In this paper I examine how my creative practice as a filmmaker prepared me for academia. I argue that the rigors of filmmaking are transferable to other disciplines.  Soon after having my doctoral research proposal accepted and cleared by the ethics committee, without really knowing or understanding the journey and task that lay before me, and fired by the bravado that is characteristic of many of the filmmakers I know (myself included), I commenced interviewing. I had yet to settle on a theoretical framework, but from my work as a director and editor of documentary films and videos, I felt I had sufficient understanding and experience of working themes and narratives into structures to tackle the general questions of my research. My approach to the interviews was, in hindsight, fairly traditional. After the first interview I abandoned the idea of working with a small video crew to gather the data and opted to interview and video the rock collectors and their collections alone.
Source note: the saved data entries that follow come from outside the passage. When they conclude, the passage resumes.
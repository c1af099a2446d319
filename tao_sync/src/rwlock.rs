//! Writer-preference r/w lock built from a mutex and two condvars.
//!
//! `pthread_rwlock_t` is not used: glibc does not portably guarantee writer
//! preference, and the protocol below is the standard starvation-free one
//! built from a mutex and two condition variables.

use crate::condvar::RawCondvar;
use crate::mutex::{RawMutex, SharedFlag};
use crate::time::Deadline;
use std::sync::atomic::{AtomicI64, Ordering};
use tao_common::error::{Status, TaoError, TaoResult};

/// `users` encodes the lock's current occupancy:
/// - `0`: free
/// - `> 0`: that many readers hold the lock
/// - `-1`: a writer holds the lock
/// Any other value observed is corruption.
#[repr(C)]
pub struct RawRwLock {
    mutex: RawMutex,
    readers_ok: RawCondvar,
    writer_ok: RawCondvar,
    users: AtomicI64,
    writers: AtomicI64,
}

impl RawRwLock {
    /// Construct an uninitialized lock. Call [`RawRwLock::init`] before use.
    pub const fn new() -> Self {
        RawRwLock {
            mutex: RawMutex::new(),
            readers_ok: RawCondvar::new(),
            writer_ok: RawCondvar::new(),
            users: AtomicI64::new(0),
            writers: AtomicI64::new(0),
        }
    }

    /// Initialize the lock and its embedded primitives in place.
    pub fn init(&self, shared: SharedFlag) -> Result<(), Status> {
        self.mutex.init(shared)?;
        self.readers_ok.init(shared)?;
        self.writer_ok.init(shared)?;
        self.users.store(0, Ordering::Relaxed);
        self.writers.store(0, Ordering::Relaxed);
        Ok(())
    }

    /// Destroy the lock and its embedded primitives. No thread may hold it.
    pub fn destroy(&self) {
        self.mutex.destroy();
        self.readers_ok.destroy();
        self.writer_ok.destroy();
    }

    fn check_users(&self) -> TaoResult<i64> {
        let users = self.users.load(Ordering::SeqCst);
        if users < -1 {
            return Err(TaoError::Corrupted);
        }
        Ok(users)
    }

    /// Acquire for reading, blocking while a writer holds or awaits the lock.
    pub fn read_lock(&self) -> TaoResult<()> {
        self.deadline_read_lock(Deadline::Blocking).map(|_| ())
    }

    /// Acquire for reading with a relative timeout (degrade rules in
    /// [`Deadline::relative`]).
    pub fn timed_read_lock(&self, secs: f64) -> TaoResult<Status> {
        self.deadline_read_lock(Deadline::relative(secs))
    }

    /// Acquire for reading against an explicit [`Deadline`] (blocking,
    /// non-blocking, or an absolute `CLOCK_REALTIME` instant).
    pub fn deadline_read_lock(&self, deadline: Deadline) -> TaoResult<Status> {
        self.mutex.lock();
        loop {
            let users = self.check_users()?;
            if self.writers.load(Ordering::SeqCst) == 0 && users != -1 {
                break;
            }
            let status = match deadline {
                Deadline::Blocking => self.readers_ok.wait(&self.mutex),
                Deadline::NoWait => Status::Timeout,
                Deadline::Absolute(ts) => self.readers_ok.abstimed_wait(&self.mutex, ts),
            };
            if status == Status::Timeout {
                self.mutex.unlock();
                return Ok(Status::Timeout);
            }
        }
        self.users.fetch_add(1, Ordering::SeqCst);
        self.mutex.unlock();
        Ok(Status::Ok)
    }

    /// Release a reader's hold on the lock.
    pub fn read_unlock(&self) -> TaoResult<()> {
        self.mutex.lock();
        let users = self.users.fetch_sub(1, Ordering::SeqCst) - 1;
        if users < 0 {
            self.mutex.unlock();
            return Err(TaoError::Corrupted);
        }
        if users == 0 {
            self.writer_ok.signal();
        }
        self.mutex.unlock();
        Ok(())
    }

    /// Acquire for writing, blocking until no readers or writer remain.
    pub fn write_lock(&self) -> TaoResult<()> {
        self.deadline_write_lock(Deadline::Blocking).map(|_| ())
    }

    /// Acquire for writing with a relative timeout (degrade rules in
    /// [`Deadline::relative`]).
    pub fn timed_write_lock(&self, secs: f64) -> TaoResult<Status> {
        self.deadline_write_lock(Deadline::relative(secs))
    }

    /// Acquire for writing against an explicit [`Deadline`].
    ///
    /// Registers intent in `writers` before waiting so that new readers
    /// block behind this writer (writer preference), then waits for the
    /// lock to drain to `0` users before claiming it as `-1`.
    pub fn deadline_write_lock(&self, deadline: Deadline) -> TaoResult<Status> {
        self.mutex.lock();
        self.writers.fetch_add(1, Ordering::SeqCst);
        loop {
            let users = self.check_users().inspect_err(|_| {
                self.writers.fetch_sub(1, Ordering::SeqCst);
            })?;
            if users == 0 {
                break;
            }
            let status = match deadline {
                Deadline::Blocking => self.writer_ok.wait(&self.mutex),
                Deadline::NoWait => Status::Timeout,
                Deadline::Absolute(ts) => self.writer_ok.abstimed_wait(&self.mutex, ts),
            };
            if status == Status::Timeout {
                self.writers.fetch_sub(1, Ordering::SeqCst);
                self.mutex.unlock();
                return Ok(Status::Timeout);
            }
        }
        self.writers.fetch_sub(1, Ordering::SeqCst);
        self.users.store(-1, Ordering::SeqCst);
        self.mutex.unlock();
        Ok(Status::Ok)
    }

    /// Release a writer's hold on the lock.
    pub fn write_unlock(&self) -> TaoResult<()> {
        self.mutex.lock();
        if self.users.load(Ordering::SeqCst) != -1 {
            self.mutex.unlock();
            return Err(TaoError::Corrupted);
        }
        self.users.store(0, Ordering::SeqCst);
        if self.writers.load(Ordering::SeqCst) > 0 {
            self.writer_ok.signal();
        } else {
            self.readers_ok.broadcast();
        }
        self.mutex.unlock();
        Ok(())
    }

    /// Number of readers currently holding the lock, or `-1` if a writer
    /// holds it. Diagnostic only; racy the instant it returns.
    pub fn occupancy(&self) -> i64 {
        self.users.load(Ordering::SeqCst)
    }
}

impl Default for RawRwLock {
    fn default() -> Self {
        Self::new()
    }
}

#[cfg(test)]
mod tests {
    use super::*;
    use std::sync::atomic::AtomicBool;
    use std::sync::Arc;
    use std::thread;
    use std::time::Duration;

    fn new_lock() -> RawRwLock {
        let l = RawRwLock::new();
        l.init(SharedFlag::ProcessPrivate).unwrap();
        l
    }

    #[test]
    fn multiple_readers_concurrent() {
        let lock = new_lock();
        lock.read_lock().unwrap();
        lock.read_lock().unwrap();
        assert_eq!(lock.occupancy(), 2);
        lock.read_unlock().unwrap();
        lock.read_unlock().unwrap();
        assert_eq!(lock.occupancy(), 0);
    }

    #[test]
    fn writer_excludes_readers() {
        let lock = Arc::new(new_lock());
        lock.write_lock().unwrap();
        assert_eq!(lock.occupancy(), -1);

        let l2 = Arc::clone(&lock);
        let reader_acquired = Arc::new(AtomicBool::new(false));
        let flag = Arc::clone(&reader_acquired);
        let handle = thread::spawn(move || {
            l2.read_lock().unwrap();
            flag.store(true, Ordering::SeqCst);
            l2.read_unlock().unwrap();
        });

        thread::sleep(Duration::from_millis(50));
        assert!(!reader_acquired.load(Ordering::SeqCst));

        lock.write_unlock().unwrap();
        handle.join().unwrap();
        assert!(reader_acquired.load(Ordering::SeqCst));
    }

    #[test]
    fn writer_preference_blocks_new_readers() {
        let lock = Arc::new(new_lock());
        lock.read_lock().unwrap();

        let l2 = Arc::clone(&lock);
        let writer_acquired = Arc::new(AtomicBool::new(false));
        let wflag = Arc::clone(&writer_acquired);
        let writer = thread::spawn(move || {
            l2.write_lock().unwrap();
            wflag.store(true, Ordering::SeqCst);
            l2.write_unlock().unwrap();
        });
        thread::sleep(Duration::from_millis(30));

        let l3 = Arc::clone(&lock);
        let reader_acquired = Arc::new(AtomicBool::new(false));
        let rflag = Arc::clone(&reader_acquired);
        let reader = thread::spawn(move || {
            l3.read_lock().unwrap();
            rflag.store(true, Ordering::SeqCst);
            l3.read_unlock().unwrap();
        });
        thread::sleep(Duration::from_millis(30));

        assert!(!writer_acquired.load(Ordering::SeqCst));
        assert!(!reader_acquired.load(Ordering::SeqCst));

        lock.read_unlock().unwrap();
        writer.join().unwrap();
        reader.join().unwrap();
        assert!(writer_acquired.load(Ordering::SeqCst));
        assert!(reader_acquired.load(Ordering::SeqCst));
    }

    #[test]
    fn timed_read_lock_times_out_behind_writer() {
        let lock = new_lock();
        lock.write_lock().unwrap();
        assert_eq!(lock.timed_read_lock(0.05).unwrap(), Status::Timeout);
        lock.write_unlock().unwrap();
    }

    #[test]
    fn corruption_detected_on_bad_users() {
        let lock = new_lock();
        lock.users.store(-7, Ordering::SeqCst);
        assert!(matches!(lock.read_lock(), Err(TaoError::Corrupted)));
    }
}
This approach had a number of benefits. It gave me greater flexibility in terms of using my time with the collector and it permitted me in some way to get closer to the collector and gain their confidence. In these circumstances there are things the collector might say in a one-to-one recording session that they may not say if others are immediately present. I videoed the interviewees, as well as the individual rocks and minerals in the collections and the collections as a whole in a conventional television documentary style: medium wide shots of the collector with their collection; mid-shots of the collector with individual rocks; close-ups of the rocks and groups of rocks and wide shots of the collections and their environs. Through reflecting on this filmmaking process, I aim to highlight the transferable knowledge that filmmakers may offer other academic disciplines. Filmmaking itself has always been a hybrid of science and art and this paper calls upon filmmakers to utilise their creative practices, including aesthetics, to the service of other disciplines, in the hope that the outcomes produce data that is useful and is integrated in the discourses of social sciences, cultural studies and other disciplines.

Bio:

George Karpathakis, a graduate of WAIT (today Curtin University) and AFTRS, worked in the film and television industry for over twenty years before becoming a lecturer in the area at Edith Cowan University. He produced, directed and edited a twelve part art education series Landscape and You (1996) broadcast on the ABC and SBS. He has recently completed his PhD thesis titled Rock stories: the discourse of rocks and rock-collecting.